(Your assignment)
The lines to extract run from the first line of the entries through the line that contains "the refresh engine."; reproduce exactly those lines and no others.

Saved data entries:

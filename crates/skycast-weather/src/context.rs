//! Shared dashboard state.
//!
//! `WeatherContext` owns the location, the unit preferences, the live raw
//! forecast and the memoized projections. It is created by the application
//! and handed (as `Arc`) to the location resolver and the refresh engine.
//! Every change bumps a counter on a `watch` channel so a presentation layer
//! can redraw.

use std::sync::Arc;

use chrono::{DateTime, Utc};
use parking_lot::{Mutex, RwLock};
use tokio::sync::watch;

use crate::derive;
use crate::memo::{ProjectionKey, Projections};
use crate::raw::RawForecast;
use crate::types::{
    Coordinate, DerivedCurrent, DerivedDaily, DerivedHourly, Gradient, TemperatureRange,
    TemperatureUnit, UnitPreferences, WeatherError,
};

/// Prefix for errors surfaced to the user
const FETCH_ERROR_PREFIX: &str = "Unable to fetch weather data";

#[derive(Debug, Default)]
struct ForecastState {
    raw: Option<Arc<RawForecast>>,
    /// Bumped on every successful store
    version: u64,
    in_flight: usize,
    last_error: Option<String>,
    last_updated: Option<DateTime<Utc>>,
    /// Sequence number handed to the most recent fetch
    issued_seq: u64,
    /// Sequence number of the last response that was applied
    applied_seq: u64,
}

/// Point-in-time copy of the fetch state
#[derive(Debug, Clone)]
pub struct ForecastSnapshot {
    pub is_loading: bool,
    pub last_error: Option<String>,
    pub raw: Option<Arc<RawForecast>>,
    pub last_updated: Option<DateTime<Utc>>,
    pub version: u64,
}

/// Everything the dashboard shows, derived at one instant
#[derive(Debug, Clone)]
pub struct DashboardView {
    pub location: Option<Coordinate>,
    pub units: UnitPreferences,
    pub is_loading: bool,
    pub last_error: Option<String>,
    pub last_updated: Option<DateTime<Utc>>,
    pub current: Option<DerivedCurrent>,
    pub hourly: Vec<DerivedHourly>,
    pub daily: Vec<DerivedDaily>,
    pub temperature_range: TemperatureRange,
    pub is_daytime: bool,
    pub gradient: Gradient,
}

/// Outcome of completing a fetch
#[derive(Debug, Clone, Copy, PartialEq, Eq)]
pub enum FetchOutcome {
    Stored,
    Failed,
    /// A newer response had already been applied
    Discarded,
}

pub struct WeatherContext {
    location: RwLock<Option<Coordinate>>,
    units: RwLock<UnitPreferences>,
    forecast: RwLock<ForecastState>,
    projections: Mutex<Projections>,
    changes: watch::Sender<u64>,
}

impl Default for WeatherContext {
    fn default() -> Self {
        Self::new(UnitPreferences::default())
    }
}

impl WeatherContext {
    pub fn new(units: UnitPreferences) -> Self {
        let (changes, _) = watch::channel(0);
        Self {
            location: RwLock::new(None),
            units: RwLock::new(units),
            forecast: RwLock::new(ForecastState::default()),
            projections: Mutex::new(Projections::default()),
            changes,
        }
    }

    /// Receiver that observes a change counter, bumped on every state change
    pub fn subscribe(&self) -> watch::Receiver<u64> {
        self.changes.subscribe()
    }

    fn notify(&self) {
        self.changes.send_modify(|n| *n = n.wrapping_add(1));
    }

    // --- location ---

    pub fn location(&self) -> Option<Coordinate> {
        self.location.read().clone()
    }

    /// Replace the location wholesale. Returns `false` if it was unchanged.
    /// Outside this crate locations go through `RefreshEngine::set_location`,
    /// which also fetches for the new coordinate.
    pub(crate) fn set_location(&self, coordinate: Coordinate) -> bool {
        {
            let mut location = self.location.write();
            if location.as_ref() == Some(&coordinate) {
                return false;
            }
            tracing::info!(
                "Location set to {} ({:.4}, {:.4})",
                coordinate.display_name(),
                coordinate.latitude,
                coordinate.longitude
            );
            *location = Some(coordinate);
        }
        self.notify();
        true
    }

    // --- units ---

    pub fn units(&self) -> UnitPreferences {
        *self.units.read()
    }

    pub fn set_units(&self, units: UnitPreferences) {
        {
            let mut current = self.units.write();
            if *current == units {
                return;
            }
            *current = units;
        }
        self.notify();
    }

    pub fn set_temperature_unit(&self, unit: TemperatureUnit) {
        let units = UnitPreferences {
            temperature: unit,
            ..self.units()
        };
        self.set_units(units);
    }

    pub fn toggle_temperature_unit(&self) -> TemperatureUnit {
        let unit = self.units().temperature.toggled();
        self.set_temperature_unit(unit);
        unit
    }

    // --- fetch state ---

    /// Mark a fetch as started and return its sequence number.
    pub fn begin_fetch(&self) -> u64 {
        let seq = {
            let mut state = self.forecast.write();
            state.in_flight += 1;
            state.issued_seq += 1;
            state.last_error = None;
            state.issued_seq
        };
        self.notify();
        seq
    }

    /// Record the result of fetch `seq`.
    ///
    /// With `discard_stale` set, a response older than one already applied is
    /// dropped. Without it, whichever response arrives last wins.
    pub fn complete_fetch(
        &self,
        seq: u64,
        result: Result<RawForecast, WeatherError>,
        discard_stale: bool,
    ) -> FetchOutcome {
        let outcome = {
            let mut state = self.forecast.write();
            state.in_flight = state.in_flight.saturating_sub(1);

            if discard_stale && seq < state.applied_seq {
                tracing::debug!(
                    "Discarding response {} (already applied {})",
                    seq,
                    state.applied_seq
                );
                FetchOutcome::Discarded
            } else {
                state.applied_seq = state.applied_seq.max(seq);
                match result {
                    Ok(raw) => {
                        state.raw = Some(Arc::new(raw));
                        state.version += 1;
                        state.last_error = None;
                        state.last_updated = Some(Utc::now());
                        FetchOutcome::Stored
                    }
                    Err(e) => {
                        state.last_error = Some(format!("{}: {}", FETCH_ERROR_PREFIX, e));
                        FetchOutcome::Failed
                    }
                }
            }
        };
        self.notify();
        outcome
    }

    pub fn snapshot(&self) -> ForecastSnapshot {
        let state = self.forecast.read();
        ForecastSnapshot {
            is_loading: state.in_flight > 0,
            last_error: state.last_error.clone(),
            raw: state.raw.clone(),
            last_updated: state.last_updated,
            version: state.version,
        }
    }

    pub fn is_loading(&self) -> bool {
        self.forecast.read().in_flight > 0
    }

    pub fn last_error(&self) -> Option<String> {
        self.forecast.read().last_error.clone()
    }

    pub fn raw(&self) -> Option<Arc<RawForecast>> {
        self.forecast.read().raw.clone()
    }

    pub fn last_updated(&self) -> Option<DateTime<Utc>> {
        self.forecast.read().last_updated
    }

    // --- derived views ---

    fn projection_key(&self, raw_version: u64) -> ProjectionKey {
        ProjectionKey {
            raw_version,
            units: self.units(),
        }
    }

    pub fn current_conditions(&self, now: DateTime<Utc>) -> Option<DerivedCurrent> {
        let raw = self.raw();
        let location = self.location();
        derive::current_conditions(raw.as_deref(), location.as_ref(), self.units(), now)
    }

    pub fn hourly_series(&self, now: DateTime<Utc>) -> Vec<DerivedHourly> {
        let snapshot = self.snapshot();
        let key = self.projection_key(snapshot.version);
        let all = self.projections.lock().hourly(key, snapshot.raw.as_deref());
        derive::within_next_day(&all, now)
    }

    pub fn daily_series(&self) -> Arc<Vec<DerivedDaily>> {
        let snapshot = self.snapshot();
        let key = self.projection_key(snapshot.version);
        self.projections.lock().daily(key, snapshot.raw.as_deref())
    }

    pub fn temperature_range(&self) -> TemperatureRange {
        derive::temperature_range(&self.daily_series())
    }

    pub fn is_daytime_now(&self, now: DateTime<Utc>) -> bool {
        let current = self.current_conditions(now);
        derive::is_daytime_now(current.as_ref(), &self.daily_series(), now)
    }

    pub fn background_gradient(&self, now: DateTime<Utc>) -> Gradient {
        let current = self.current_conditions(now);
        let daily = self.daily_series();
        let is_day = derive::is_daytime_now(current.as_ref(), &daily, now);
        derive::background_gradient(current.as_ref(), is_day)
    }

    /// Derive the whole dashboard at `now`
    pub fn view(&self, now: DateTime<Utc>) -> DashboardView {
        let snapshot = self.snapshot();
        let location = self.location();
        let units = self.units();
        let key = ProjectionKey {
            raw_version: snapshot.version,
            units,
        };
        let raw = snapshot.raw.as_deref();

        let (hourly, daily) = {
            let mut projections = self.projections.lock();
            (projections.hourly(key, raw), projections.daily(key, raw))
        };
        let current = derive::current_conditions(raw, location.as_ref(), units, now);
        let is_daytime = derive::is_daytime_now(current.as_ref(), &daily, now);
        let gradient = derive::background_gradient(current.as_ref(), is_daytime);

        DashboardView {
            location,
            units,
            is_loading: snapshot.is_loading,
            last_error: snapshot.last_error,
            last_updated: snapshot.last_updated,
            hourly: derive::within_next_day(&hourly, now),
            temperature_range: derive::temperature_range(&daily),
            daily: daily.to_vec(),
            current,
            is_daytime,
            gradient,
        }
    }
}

(Response)
filename crates/skycast-weather/src/context.rs
//! Shared dashboard state.
//!
//! `WeatherContext` owns the location, the unit preferences, the live raw
//! forecast and the memoized projections. It is created by the application
//! and handed (as `Arc`) to the location resolver and the refresh engine.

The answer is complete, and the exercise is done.